- James Mottram
- 24 September 2018
Stirringly feminist but rather slight tale of female skateboarders from The Wolfpack's Crystal Moselle
Crystal Moselle returns with her first narrative feature, Skate Kitchen, a film that sets out to do for Generation Z what Larry Clark's abrasive but influential Kids did for those growing up in the 90s. Moselle's breakthrough The Wolfpack was a 2015 documentary about a group of film-obsessed siblings who had spent their childhoods shut in at home, and she applies a similar observational style here in this tale of a posse of female skateboarders that roam the parks of New York's Lower East Side.
The Skate Kitchen are a real crew, although Moselle takes fictional liberties. Founding member Rachelle Vinberg plays Camille, an 18-year-old Long Islander whose mother (Elizabeth Rodriguez) wants her daughter to stop skating. Naturally, Camille rebels, hooking up with some fellow skaters over Instagram. Joining Janay (Ardelia Lovelace) and Kurt (Nina Moran), Camille swiftly becomes part of the gang. When her mother finds out, there's hell to pay.
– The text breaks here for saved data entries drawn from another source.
//! Combine per-chunk results into one document.
//!
//! Each header field is taken independently from the most confident chunk
//! that actually populated it, so a low-confidence chunk can still supply
//! the due date the others missed. Line items are concatenated and
//! deduplicated by a 20-character case-insensitive description prefix.

use crate::output::{
    AnalysisResult, ChunkSummary, DocumentType, ExtractedDocument, LineItem, Party, Totals,
};
use crate::pipeline::normalize::normalize_result;
use std::collections::HashSet;
use tracing::debug;

/// Description prefix length used to detect the same item in two chunks.
pub const DEDUP_PREFIX_CHARS: usize = 20;

/// Merge chunk results in chunk order.
pub fn merge(mut results: Vec<AnalysisResult>) -> ExtractedDocument {
    results.sort_by_key(|r| r.chunk_index.unwrap_or(0));
    let chunks: Vec<ChunkSummary> = results.iter().map(ChunkSummary::from).collect();
    let oom_detected = results.iter().any(|r| r.oom_detected);

    if results.len() <= 1 {
        let mut r = results.pop().unwrap_or_default();
        normalize_result(&mut r);
        return ExtractedDocument {
            document_type: r.document_type,
            document_number: r.document_number,
            date: r.date,
            due_date: r.due_date,
            currency: r.currency,
            supplier: r.supplier,
            buyer: r.buyer,
            items: r.items,
            totals: r.totals,
            confidence: r.confidence,
            analysis_method: r.analysis_method,
            source: r.source,
            oom_detected,
            chunk_count: chunks.len(),
            chunks,
        };
    }

    let ranked = rank(&results, false);
    let ranked_late = rank(&results, true);

    let document_type = ranked
        .iter()
        .map(|r| r.document_type)
        .find(|t| *t != DocumentType::Other)
        .unwrap_or_default();

    let item_total: usize = results.iter().map(|r| r.items.len()).sum();
    let items = dedup_items(results.iter().flat_map(|r| r.items.iter().cloned()));
    debug!(
        "Merged {} chunks: {} items ({} duplicates dropped)",
        results.len(),
        items.len(),
        item_total - items.len()
    );

    let confidence = results.iter().map(|r| r.confidence).sum::<f64>() / results.len() as f64;
    let methods: Vec<&str> = results.iter().map(|r| r.analysis_method.as_str()).collect();
    let mut sources: Vec<&str> = Vec::new();
    for r in &results {
        if !sources.contains(&r.source.as_str()) {
            sources.push(&r.source);
        }
    }

    let mut merged = AnalysisResult {
        document_type,
        document_number: pick(&ranked, |r| r.document_number.clone()),
        date: pick(&ranked, |r| r.date.clone()),
        due_date: pick(&ranked, |r| r.due_date.clone()),
        currency: ranked
            .iter()
            .map(|r| r.currency.clone())
            .find(|c| !c.is_empty())
            .unwrap_or_default(),
        supplier: pick_party(&ranked, |r| &r.supplier),
        buyer: pick_party(&ranked, |r| &r.buyer),
        items,
        totals: Totals {
            subtotal: pick(&ranked_late, |r| r.totals.subtotal),
            vat_amount: pick(&ranked_late, |r| r.totals.vat_amount),
            total_amount: pick(&ranked_late, |r| r.totals.total_amount),
        },
        confidence,
        analysis_method: format!("merged({})", methods.join(",")),
        source: sources.join(","),
        chunk_index: None,
        oom_detected,
    };
    normalize_result(&mut merged);

    ExtractedDocument {
        document_type: merged.document_type,
        document_number: merged.document_number,
        date: merged.date,
        due_date: merged.due_date,
        currency: merged.currency,
        supplier: merged.supplier,
        buyer: merged.buyer,
        items: merged.items,
        totals: merged.totals,
        confidence: merged.confidence,
        analysis_method: merged.analysis_method,
        source: merged.source,
        oom_detected,
        chunk_count: chunks.len(),
        chunks,
    }
}

/// Results ordered by descending confidence. Ties keep chunk order, or
/// reverse chunk order when `late_wins` (totals usually sit on the last page).
fn rank(results: &[AnalysisResult], late_wins: bool) -> Vec<&AnalysisResult> {
    let mut ranked: Vec<&AnalysisResult> = results.iter().collect();
    if late_wins {
        ranked.reverse();
    }
    ranked.sort_by(|a, b| b.confidence.total_cmp(&a.confidence));
    ranked
}

/// First populated value in rank order.
fn pick<T>(ranked: &[&AnalysisResult], get: impl Fn(&AnalysisResult) -> Option<T>) -> Option<T> {
    ranked.iter().copied().find_map(get)
}

fn pick_party(ranked: &[&AnalysisResult], get: impl Fn(&AnalysisResult) -> &Party) -> Party {
    Party {
        name: pick(ranked, |r| get(r).name.clone()),
        address: pick(ranked, |r| get(r).address.clone()),
        oib: pick(ranked, |r| get(r).oib.clone()),
        iban: pick(ranked, |r| get(r).iban.clone()),
    }
}

/// Drop items whose description prefix was already seen; renumber positions.
///
/// Items with an empty description never match each other.
pub fn dedup_items(items: impl IntoIterator<Item = LineItem>) -> Vec<LineItem> {
    let mut seen: HashSet<String> = HashSet::new();
    let mut out: Vec<LineItem> = Vec::new();
    for item in items {
        let key: String = item
            .description
            .trim()
            .to_lowercase()
            .chars()
            .take(DEDUP_PREFIX_CHARS)
            .collect();
        if !key.is_empty() && !seen.insert(key) {
            continue;
        }
        out.push(item);
    }
    for (i, item) in out.iter_mut().enumerate() {
        item.position = i as u32 + 1;
    }
    out
}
Co-written by Moselle with Aslihan Unaldi and Jen Silverman, the narrative is hardly complex, as the girls skate, smoke weed and banter. There's a flirtation between Camille and Devon (Jaden Smith), a wannabe photographer; given Devon's history with Janay, it means there are consequences, but Moselle isn't interested in dramatic showdowns. Realism is her weapon, and her integration of the non-professional cast alongside pro actors like Smith (son of Will) is seamless.
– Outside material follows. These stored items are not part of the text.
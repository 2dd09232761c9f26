//! # edgequake-docextract
//!
//! Extract structured data (parties, line items, totals) from business
//! documents such as invoices, quotes, delivery notes and goods receipts,
//! with first-class support for Croatian number and date formats.
//!
//! ## Why this crate?
//!
//! Page/OCR tools hand us positioned text fragments, not reading order. A
//! model given raw fragments loses the table structure; a model given the
//! whole document overflows a local server's context window or runs out of
//! memory. This crate rebuilds the spatial layout, splits the text into
//! context-sized chunks, asks a model for JSON through an ordered cascade of
//! strategies, repairs whatever JSON comes back, and falls back to regex
//! extraction so every run produces a document.
//!
//! ## Pipeline Overview
//!
//! ```text
//! SourceDocument (positioned text, page images, original file)
//!  │
//!  ├─ 1. Layout     rows, columns and tables from x/y coordinates
//!  ├─ 2. Assess     complexity score → context-window tier
//!  ├─ 3. Chunk      page-aligned pieces within 60 % of the window
//!  ├─ 4. Strategies upload / raw file (whole file), then coordinate /
//!  │                vision / deterministic per chunk
//!  ├─ 5. Repair     JSON recovery cascade + locale normalization
//!  └─ 6. Merge      best field per chunk, deduplicated items
//! ```
//!
//! ## Quick Start
//!
//! ```rust,no_run
//! use edgequake_docextract::{extract_document, PipelineConfig, StrategyKind};
//!
//! #[tokio::main]
//! async fn main() -> Result<(), Box<dyn std::error::Error>> {
//!     let config = PipelineConfig::builder()
//!         .endpoint("http://localhost:1234/v1")
//!         .model("qwen2.5-vl-7b-instruct")
//!         .strategies(vec![StrategyKind::Coordinate, StrategyKind::Vision])
//!         .build()?;
//!     let doc = extract_document("racun.json", &config).await?;
//!     println!("{}", doc.to_json_pretty());
//!     Ok(())
//! }
//! ```
//!
//! ## Feature Flags
//!
//! | Feature | Default | Description |
//! |---------|---------|-------------|
//! | `cli`   | on      | Enables the `docextract` binary (clap + anyhow + tracing-subscriber + indicatif) |
//!
//! Disable `cli` when using only the library:
//! ```toml
//! edgequake-docextract = { version = "0.1", default-features = false }
//! ```

// ── Modules ──────────────────────────────────────────────────────────────

pub mod backend;
pub mod config;
pub mod document;
pub mod error;
pub mod extract;
pub mod locale;
pub mod output;
pub mod pipeline;
pub mod progress;
pub mod prompts;
pub mod strategy;
pub mod stream;

// ── Re-exports ───────────────────────────────────────────────────────────

pub use backend::{HttpBackend, LlmProviderBackend, MarkerOomDetector, ModelBackend, OomDetector};
pub use config::{MemoryProfile, PipelineConfig, PipelineConfigBuilder};
pub use document::{PageContent, PageImage, PositionedTextElement, SourceDocument, SourceFile};
pub use error::{BackendError, DocExtractError, StrategyError};
pub use extract::{
    assess_input, extract, extract_document, extract_sync, extract_to_file, extract_with_file,
    write_document,
};
pub use output::{AnalysisResult, DocumentType, ExtractedDocument, LineItem, Party, Totals};
pub use progress::{CancelToken, PipelineEvent};
pub use strategy::StrategyKind;
pub use stream::{extract_document_stream, extract_stream, EventStream};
The film is nowhere near as shocking as Kids (and doesn't want to be), with Moselle's scenes of casual sex and drug-taking almost innocent by comparison. It's nothing radical – and will doubtless be too slight for some – but, as a story of girls doing their own thing in an otherwise male environment, it carries a powerful feminist message.
General release from Fri 28 Sep.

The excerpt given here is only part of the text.